A few more ideas encountered reading and conversing… among them…

Reading another Malcolm Gladwell book, “What the Dog Saw,’ a collection of essays he wrote for the New Yorker… in “The Art of  Failure” on “choking” vs. “panicking,” Gladwell proposes that they are exact opposites… (link here… )

On “choking” he tells the story of Jana Novotna, near to beating Stefie Graf, and suddenly playing like a beginner… and on “panicking”, the story of a student scuba diver, when encountering a non-working secondary air source (breathing in a lung full of water,) grabbing for her buddy’s mouthpiece, meanwhile forgetting her own less visible working primary mouthpiece…

In the Novotna case, she was so awestruck at the circumstances, that she began paying too much attention to her own performance, thereby switching from her “implicit” skills to her “explicit” skills, from the motions governed by a more automatic system, to a consciously focussed, aware system… the explicit system being that used by a beginner trying to consciously learn a skill, and the implicit being the practiced, comfortable, more physically based skills of an expert.

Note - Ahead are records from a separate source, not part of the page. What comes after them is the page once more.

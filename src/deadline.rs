// -*- mode: rust; -*-
//
// This file is part of ec-zvp.
// See LICENSE for licensing information.

//! Cooperative deadlines for long-running polynomial computations.
//!
//! Factoring and root finding are CPU-bound and their cost grows quickly
//! with symbolic degree. Every potentially long loop in this crate
//! periodically calls [`Deadline::check`], so a batch driver sweeping many
//! (polynomial, multiplier) pairs can bound each item and skip on
//! [`crate::Error::Timeout`] instead of hanging the whole sweep.

use std::time::{Duration, Instant};

use crate::errors::Error;

/// An optional point in time after which cooperative computations fail
/// with [`Error::Timeout`].
#[derive(Clone, Copy, Debug)]
pub struct Deadline {
    at: Option<Instant>,
}

impl Deadline {
    /// No deadline; computations run to completion.
    pub fn none() -> Deadline {
        Deadline { at: None }
    }

    /// A deadline `budget` from now.
    pub fn after(budget: Duration) -> Deadline {
        Deadline {
            at: Some(Instant::now() + budget),
        }
    }

    /// Fail with [`Error::Timeout`] if the deadline has passed.
    ///
    /// `operation` names the computation being cancelled and is carried in
    /// the error for reporting.
    pub fn check(&self, operation: &'static str) -> Result<(), Error> {
        match self.at {
            Some(at) if Instant::now() >= at => Err(Error::Timeout { operation }),
            _ => Ok(()),
        }
    }
}

impl Default for Deadline {
    fn default() -> Deadline {
        Deadline::none()
    }
}

#[cfg(test)]
mod test {
    use super::*;

    #[test]
    fn none_never_expires() {
        let d = Deadline::none();
        assert!(d.check("anything").is_ok());
    }

    #[test]
    fn zero_budget_expires_immediately() {
        let d = Deadline::after(Duration::ZERO);
        assert_eq!(
            d.check("factoring"),
            Err(Error::Timeout { operation: "factoring" })
        );
    }
}
impl Formula {
    /// The formula's short EFD-style name, e.g. `add-2007-bl`.
    pub fn name(&self) -> &str {
        &self.name
    }

    /// The coordinate model this formula operates in.
    pub fn model(&self) -> CoordinateModel {
        self.model
    }

    /// Number of input points (1 for doubling, 2 for addition).
    pub fn arity(&self) -> usize {
        self.arity
    }

    /// The ordered operation sequence.
    pub fn ops(&self) -> &[FormulaOp] {
        &self.ops
    }

    /// The declared output variable names.
    pub fn outputs(&self) -> &[String] {
        &self.outputs
    }

    /// All input variable names (`X1, Y1, Z1[, X2, Y2, Z2]`).
    pub fn input_variables(&self) -> Vec<String> {
        let mut out = Vec::with_capacity(3 * self.arity);
        for i in 1..=self.arity {
            out.extend(self.model.input_variables(i));
        }
        out
    }

    /// The curve parameter names every formula may reference.
    pub fn parameters() -> [&'static str; 2] {
        ["a", "b"]
    }

    /// Check defined-before-use, name uniqueness and output presence.
    fn validate(&self) -> Result<(), Error> {
        let mut defined: BTreeSet<String> = self.input_variables().into_iter().collect();
        for p in Formula::parameters() {
            defined.insert(p.to_owned());
        }
        for step in &self.ops {
            for operand in &step.operands {
                if let Operand::Var(name) = operand {
                    if !defined.contains(name) {
                        return Err(Error::UndefinedOperand {
                            formula: self.name.clone(),
                            name: name.clone(),
                        });
                    }
                }
            }
            if !defined.insert(step.result.clone()) {
                return Err(Error::DuplicateResult {
                    formula: self.name.clone(),
                    name: step.result.clone(),
                });
            }
        }
        for output in &self.outputs {
            if !defined.contains(output) {
                return Err(Error::MissingOutput {
                    formula: self.name.clone(),
                    name: output.clone(),
                });
            }
        }
        Ok(())
    }
}

/// Incremental construction of a [`Formula`]; finished by
/// [`FormulaBuilder::outputs`], which validates the result.
pub struct FormulaBuilder {
    formula: Formula,
}

impl FormulaBuilder {
    /// Start a formula with the given name, model and input arity.
    pub fn new(name: &str, model: CoordinateModel, arity: usize) -> FormulaBuilder {
        FormulaBuilder {
            formula: Formula {
                name: name.to_owned(),
                model,
                arity,
                ops: Vec::new(),
                outputs: Vec::new(),
            },
        }
    }

    fn push(mut self, result: &str, op: Op, operands: &[&str]) -> FormulaBuilder {
        let operands = operands.iter().map(|s| parse_operand(s)).collect();
        self.formula.ops.push(FormulaOp {
            result: result.to_owned(),
            op,
            operands,
        });
        self
    }

    /// `result = l + r`.
    pub fn add(self, result: &str, l: &str, r: &str) -> FormulaBuilder {
        self.push(result, Op::Add, &[l, r])
    }

    /// `result = l - r`.
    pub fn sub(self, result: &str, l: &str, r: &str) -> FormulaBuilder {
        self.push(result, Op::Sub, &[l, r])
    }

    /// `result = l * r`.
    pub fn mul(self, result: &str, l: &str, r: &str) -> FormulaBuilder {
        self.push(result, Op::Mul, &[l, r])
    }

    /// `result = x^2`.
    pub fn sqr(self, result: &str, x: &str) -> FormulaBuilder {
        self.push(result, Op::Sqr, &[x])
    }

    /// `result = 1/x`.
    pub fn inv(self, result: &str, x: &str) -> FormulaBuilder {
        self.push(result, Op::Inv, &[x])
    }

    /// `result = -x`.
    pub fn neg(self, result: &str, x: &str) -> FormulaBuilder {
        self.push(result, Op::Neg, &[x])
    }

    /// Declare the output variables and validate the formula.
    pub fn outputs(mut self, outputs: &[&str]) -> Result<Formula, Error> {
        self.formula.outputs = outputs.iter().map(|s| (*s).to_owned()).collect();
        self.formula.validate()?;
        Ok(self.formula)
    }
}

/// Digits parse as integer literals, anything else is a name.
fn parse_operand(s: &str) -> Operand {
    match s.parse::<i64>() {
        Ok(n) => Operand::Int(n),
        Err(_) => Operand::Var(s.to_owned()),
    }
}

/// Look up a catalog formula by coordinate model and name.
pub fn lookup(model: CoordinateModel, name: &str) -> Result<Formula, Error> {
    catalog()?
        .into_iter()
        .find(|f| f.model() == model && f.name() == name)
        .ok_or(Error::UnknownFormula {
            model: model.name(),
            name: name.to_owned(),
        })
}

/// The built-in formula catalog.
///
/// Building the catalog revalidates every formula, so a corrupted entry
/// cannot reach the executor.
pub fn catalog() -> Result<Vec<Formula>, Error> {
    Ok(vec![
        projective_add_2007_bl()?,
        projective_add_1998_cmo_2()?,
        projective_dbl_2007_bl()?,
        jacobian_add_2007_bl()?,
        jacobian_add_1986_cc()?,
        jacobian_dbl_2007_bl()?,
    ])
}

/// EFD shortw projective `add-2007-bl` (Bernstein–Lange unified
/// addition; also valid for doubling as long as `Y1 + Y2 != 0`).
fn projective_add_2007_bl() -> Result<Formula, Error> {
    FormulaBuilder::new("add-2007-bl", CoordinateModel::Projective, 2)
        .mul("U1", "X1", "Z2")
        .mul("U2", "X2", "Z1")
        .mul("S1", "Y1", "Z2")
        .mul("S2", "Y2", "Z1")
        .mul("ZZ", "Z1", "Z2")
        .add("T", "U1", "U2")
        .sqr("TT", "T")
        .add("M", "S1", "S2")
        .mul("U1U2", "U1", "U2")
        .sub("t0", "TT", "U1U2")
        .sqr("ZZ2", "ZZ")
        .mul("aZZ2", "a", "ZZ2")
        .add("R", "t0", "aZZ2")
        .mul("F", "ZZ", "M")
        .mul("L", "M", "F")
        .sqr("LL", "L")
        .add("TL", "T", "L")
        .sqr("TL2", "TL")
        .sub("t1", "TL2", "TT")
        .sub("G", "t1", "LL")
        .sqr("RR", "R")
        .mul("t2", "2", "RR")
        .sub("W", "t2", "G")
        .mul("FW", "F", "W")
        .mul("X3", "2", "FW")
        .mul("t3", "2", "W")
        .sub("t4", "G", "t3")
        .mul("t5", "R", "t4")
        .mul("t6", "2", "LL")
        .sub("Y3", "t5", "t6")
        .sqr("FF", "F")
        .mul("FFF", "F", "FF")
        .mul("Z3", "4", "FFF")
        .outputs(&["X3", "Y3", "Z3"])
}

In the scuba near-accident, the student panicked and was unable to think at all, (stress wipes out short term memory,) but only to focus on what she could see… her buddy’s mouthpiece…

So Gladwell says choking is thinking too hard, panicking being unable to think. And of course both of these are deadly states in certain circumstances, and finding ways to train against them are very much needed.

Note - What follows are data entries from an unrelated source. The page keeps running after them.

// -*- mode: rust; -*-
//
// This file is part of ec-zvp.
// See LICENSE for licensing information.

//! Division polynomials and multiplication-by-`k` maps.
//!
//! Work happens in the coordinate ring of the curve,
//! \\(\mathbb{F}_p[x, y] / (y^2 - x^3 - ax - b)\\), whose elements are
//! uniquely written \\(A(x) + y \cdot B(x)\\) with `A`, `B` univariate.
//! The division polynomials \\(\psi_k\\) live in this ring (\\(\psi_k\\)
//! is univariate in `x` for odd `k` and `y` times a univariate for even
//! `k`) and satisfy the classical recurrences
//!
//! \\[ \psi_{2m+1} = \psi_{m+2}\psi_m^3 - \psi_{m-1}\psi_{m+1}^3, \qquad
//!     \psi_{2m} = \frac{\psi_m(\psi_{m+2}\psi_{m-1}^2 -
//!     \psi_{m-2}\psi_{m+1}^2)}{2y}. \\]
//!
//! From them the multiplication-by-`k` map on `x` and `y` coordinates is
//! the pair of rational functions
//!
//! \\[ x(kP) = x - \frac{\psi_{k-1}\psi_{k+1}}{\psi_k^2}, \qquad
//!     y(kP) = \frac{\psi_{2k}}{2\psi_k^4}, \\]
//!
//! which is what lets the ZVP constructor rewrite a second input point
//! `Q = kP` as rational functions of the first.

use num_bigint::BigUint;
use num_traits::{One, Zero};
use tracing::debug;

use crate::deadline::Deadline;
use crate::errors::Error;
use crate::field::PrimeField;
use crate::uni::UniPoly;

/// The coordinate ring of a short Weierstrass curve over a prime field.
#[derive(Clone, Debug)]
pub struct CurveRing {
    field: PrimeField,
    a: BigUint,
    b: BigUint,
    /// The curve right-hand side `x^3 + ax + b`, i.e. the image of `y^2`.
    f: UniPoly,
}

impl CurveRing {
    /// The ring of the curve `y^2 = x^3 + ax + b`.
    pub fn new(field: PrimeField, a: BigUint, b: BigUint) -> CurveRing {
        let a = field.reduce(&a);
        let b = field.reduce(&b);
        let f = UniPoly::from_coeffs(vec![
            b.clone(),
            a.clone(),
            BigUint::zero(),
            BigUint::one(),
        ]);
        CurveRing { field, a, b, f }
    }

    /// The coefficient field.
    pub fn field(&self) -> &PrimeField {
        &self.field
    }

    /// Curve coefficient `a`.
    pub fn a(&self) -> &BigUint {
        &self.a
    }

    /// Curve coefficient `b`.
    pub fn b(&self) -> &BigUint {
        &self.b
    }

    /// The polynomial `x^3 + ax + b` that `y^2` reduces to.
    pub fn rhs(&self) -> &UniPoly {
        &self.f
    }

    /// The zero element.
    pub fn zero(&self) -> RingElem {
        RingElem {
            a: UniPoly::zero(),
            b: UniPoly::zero(),
        }
    }

    /// The constant one.
    pub fn one(&self) -> RingElem {
        RingElem {
            a: UniPoly::one(),
            b: UniPoly::zero(),
        }
    }

    /// The element `A(x) + y * B(x)`.
    pub fn elem(&self, a: UniPoly, b: UniPoly) -> RingElem {
        RingElem { a, b }
    }

    /// `u + v`.
    pub fn add(&self, u: &RingElem, v: &RingElem) -> RingElem {
        RingElem {
            a: u.a.add(&v.a, &self.field),
            b: u.b.add(&v.b, &self.field),
        }
    }

    /// `u - v`.
    pub fn sub(&self, u: &RingElem, v: &RingElem) -> RingElem {
        RingElem {
            a: u.a.sub(&v.a, &self.field),
            b: u.b.sub(&v.b, &self.field),
        }
    }

    /// `u * v`, reducing `y^2` to the curve right-hand side.
    pub fn mul(&self, u: &RingElem, v: &RingElem) -> RingElem {
        let cross = u.b.mul(&v.b, &self.field).mul(&self.f, &self.field);
        RingElem {
            a: u.a.mul(&v.a, &self.field).add(&cross, &self.field),
            b: u.a
                .mul(&v.b, &self.field)
                .add(&u.b.mul(&v.a, &self.field), &self.field),
        }
    }

    /// `u * c` for a field constant.
    pub fn scale(&self, u: &RingElem, c: &BigUint) -> RingElem {
        RingElem {
            a: u.a.scale(c, &self.field),
            b: u.b.scale(c, &self.field),
        }
    }

    /// `u^e` for a small exponent.
    pub fn pow(&self, u: &RingElem, e: u32) -> RingElem {
        let mut acc = self.one();
        for _ in 0..e {
            acc = self.mul(&acc, u);
        }
        acc
    }

    /// Exact division by `2y`.
    ///
    /// `(A + yB) / (2y) = B/2 + y * (A/f)/2`; defined exactly when the
    /// curve right-hand side divides `A`, which the even division
    /// polynomial recurrence guarantees.
    pub fn div_2y(&self, u: &RingElem) -> Result<RingElem, Error> {
        let half = self.field.invert(&BigUint::from(2u32));
        let new_b = if u.a.is_zero() {
            UniPoly::zero()
        } else {
            u.a.exact_div(&self.f, &self.field)?.scale(&half, &self.field)
        };
        Ok(RingElem {
            a: u.b.scale(&half, &self.field),
            b: new_b,
        })
    }

    /// The division polynomials `psi_0 ..= psi_n`.
    pub fn division_polynomials(
        &self,
        n: u64,
        deadline: Deadline,
    ) -> Result<Vec<RingElem>, Error> {
        let f = &self.field;
        let a = &self.a;
        let b = &self.b;

        let mut psi = Vec::with_capacity((n + 1) as usize);
        psi.push(self.zero());
        if n >= 1 {
            psi.push(self.one());
        }
        if n >= 2 {
            // psi_2 = 2y
            psi.push(self.elem(UniPoly::zero(), UniPoly::constant(BigUint::from(2u32))));
        }
        if n >= 3 {
            // psi_3 = 3x^4 + 6a x^2 + 12b x - a^2
            let a2 = f.mul(a, a);
            psi.push(self.elem(
                UniPoly::from_coeffs(vec![
                    f.neg(&a2),
                    f.mul(&BigUint::from(12u32), b),
                    f.mul(&BigUint::from(6u32), a),
                    BigUint::zero(),
                    BigUint::from(3u32),
                ]),
                UniPoly::zero(),
            ));
        }
        if n >= 4 {
            // psi_4 = 4y (x^6 + 5a x^4 + 20b x^3 - 5a^2 x^2 - 4ab x
            //             - 8b^2 - a^3)
            let a2 = f.mul(a, a);
            let a3 = f.mul(&a2, a);
            let b2 = f.mul(b, b);
            let inner = UniPoly::from_coeffs(vec![
                f.neg(&f.add(&f.mul(&BigUint::from(8u32), &b2), &a3)),
                f.neg(&f.mul(&BigUint::from(4u32), &f.mul(a, b))),
                f.neg(&f.mul(&BigUint::from(5u32), &a2)),
                f.mul(&BigUint::from(20u32), b),
                f.mul(&BigUint::from(5u32), a),
                BigUint::zero(),
                BigUint::one(),
            ]);
            psi.push(self.elem(
                UniPoly::zero(),
                inner.scale(&BigUint::from(4u32), f),
            ));
        }

        for i in 5..=n {
            deadline.check("division polynomial recurrence")?;
            let i = i as usize;
            let next = if i % 2 == 1 {
                let m = (i - 1) / 2;
                let lhs = self.mul(&psi[m + 2], &self.pow(&psi[m], 3));
                let rhs = self.mul(&psi[m - 1], &self.pow(&psi[m + 1], 3));
                self.sub(&lhs, &rhs)
            } else {
                let m = i / 2;
                let lhs = self.mul(&psi[m + 2], &self.pow(&psi[m - 1], 2));
                let rhs = self.mul(&psi[m - 2], &self.pow(&psi[m + 1], 2));
                let num = self.mul(&psi[m], &self.sub(&lhs, &rhs));
                self.div_2y(&num)?
            };
            psi.push(next);
        }
        Ok(psi)
    }
}

/// An element `A(x) + y * B(x)` of a [`CurveRing`].
#[derive(Clone, Debug, Eq, PartialEq)]
pub struct RingElem {
    a: UniPoly,
    b: UniPoly,
}

impl RingElem {
    /// The `y`-free part `A`.
    pub fn even(&self) -> &UniPoly {
        &self.a
    }

    /// The coefficient `B` of `y`.
    pub fn odd(&self) -> &UniPoly {
        &self.b
    }

    /// Whether this is the zero element.
    pub fn is_zero(&self) -> bool {
        self.a.is_zero() && self.b.is_zero()
    }

    /// The univariate part, if the element is free of `y`.
    pub fn univariate(&self) -> Result<&UniPoly, Error> {
        if self.b.is_zero() {
            Ok(&self.a)
        } else {
            Err(Error::Internal("ring element unexpectedly depends on y"))
        }
    }
}

/// The multiplication-by-`k` map as a pair of rational functions:
/// `x(kP) = x_num / x_den` and `y(kP) = y * y_num / y_den`, all
/// univariate in the x-coordinate of `P`.
#[derive(Clone, Debug)]
pub struct MultiplicationMap {
    k: u64,
    x_num: UniPoly,
    x_den: UniPoly,
    y_num: UniPoly,
    y_den: UniPoly,
}

impl MultiplicationMap {
    /// The multiplier `k`.
    pub fn k(&self) -> u64 {
        self.k
    }

    /// Numerator of the x-map.
    pub fn x_num(&self) -> &UniPoly {
        &self.x_num
    }

    /// Denominator of the x-map (`psi_k^2`).
    pub fn x_den(&self) -> &UniPoly {
        &self.x_den
    }

    /// The `y`-free part of the y-map numerator.
    pub fn y_num(&self) -> &UniPoly {
        &self.y_num
    }

    /// Denominator of the y-map (`2 psi_k^4`).
    pub fn y_den(&self) -> &UniPoly {
        &self.y_den
    }

    /// Evaluate the map at a concrete affine point `(x, y)`, if the
    /// denominators do not vanish there.
    pub fn eval(
        &self,
        x: &BigUint,
        y: &BigUint,
        field: &PrimeField,
    ) -> Option<(BigUint, BigUint)> {
        let xd = self.x_den.eval(x, field);
        let yd = self.y_den.eval(x, field);
        if xd.is_zero() || yd.is_zero() {
            return None;
        }
        let kx = field.mul(&self.x_num.eval(x, field), &field.invert(&xd));
        let ky = field.mul(
            &field.mul(y, &self.y_num.eval(x, field)),
            &field.invert(&yd),
        );
        Some((kx, ky))
    }
}

/// Build the multiplication-by-`k` map over `ring`.
///
/// `k` must be at least two: `k = 0` maps everything to the identity
/// and `k = 1` leaves no independent second point, so neither admits a
/// usable map ([`Error::UnsupportedMultiplier`]).
pub fn multiplication_map(
    ring: &CurveRing,
    k: u64,
    deadline: Deadline,
) -> Result<MultiplicationMap, Error> {
    if k < 2 {
        return Err(Error::UnsupportedMultiplier { k });
    }
    let field = ring.field();
    let psi = ring.division_polynomials(2 * k, deadline)?;
    let k = k as usize;

    // psi_k^2 and psi_{k-1} psi_{k+1} are y-free whatever the parity.
    let psi_k_sq = ring.pow(&psi[k], 2);
    let x_den = psi_k_sq.univariate()?.clone();
    let cross = ring.mul(&psi[k - 1], &psi[k + 1]);
    let x_num = UniPoly::x()
        .mul(&x_den, field)
        .sub(cross.univariate()?, field);

    // psi_{2k} = y * g, so y(kP) = y * g / (2 psi_k^4).
    let psi_2k = &psi[2 * k];
    if !psi_2k.even().is_zero() {
        return Err(Error::Internal("even division polynomial has a y-free part"));
    }
    let y_num = psi_2k.odd().clone();
    let psi_k_4 = ring.mul(&psi_k_sq, &psi_k_sq);
    let y_den = psi_k_4
        .univariate()?
        .scale(&BigUint::from(2u32), field);

    debug!(k, x_deg = ?x_num.degree(), "multiplication map built");
    Ok(MultiplicationMap {
        k: k as u64,
        x_num,
        x_den,
        y_num,
        y_den,
    })
}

The part of the essay which intrigued me was the discussion of explicit and implicit learning, which recall my earlier entries on ambient vs. focused attention, focused vs. peripheral vision, conscious and subconscious.

Googling these subjects brings up a plethora of research into such matters, fascinating studies of eye motion, MRIs of brain activity, learning curves… all sorts of studies, observations, questions relating to the relationships, differences and balancing of these two ways of interfacing with the world.

And I feel that immersive media can play a role in both making use of, and discovering further qualities and added value, in these areas.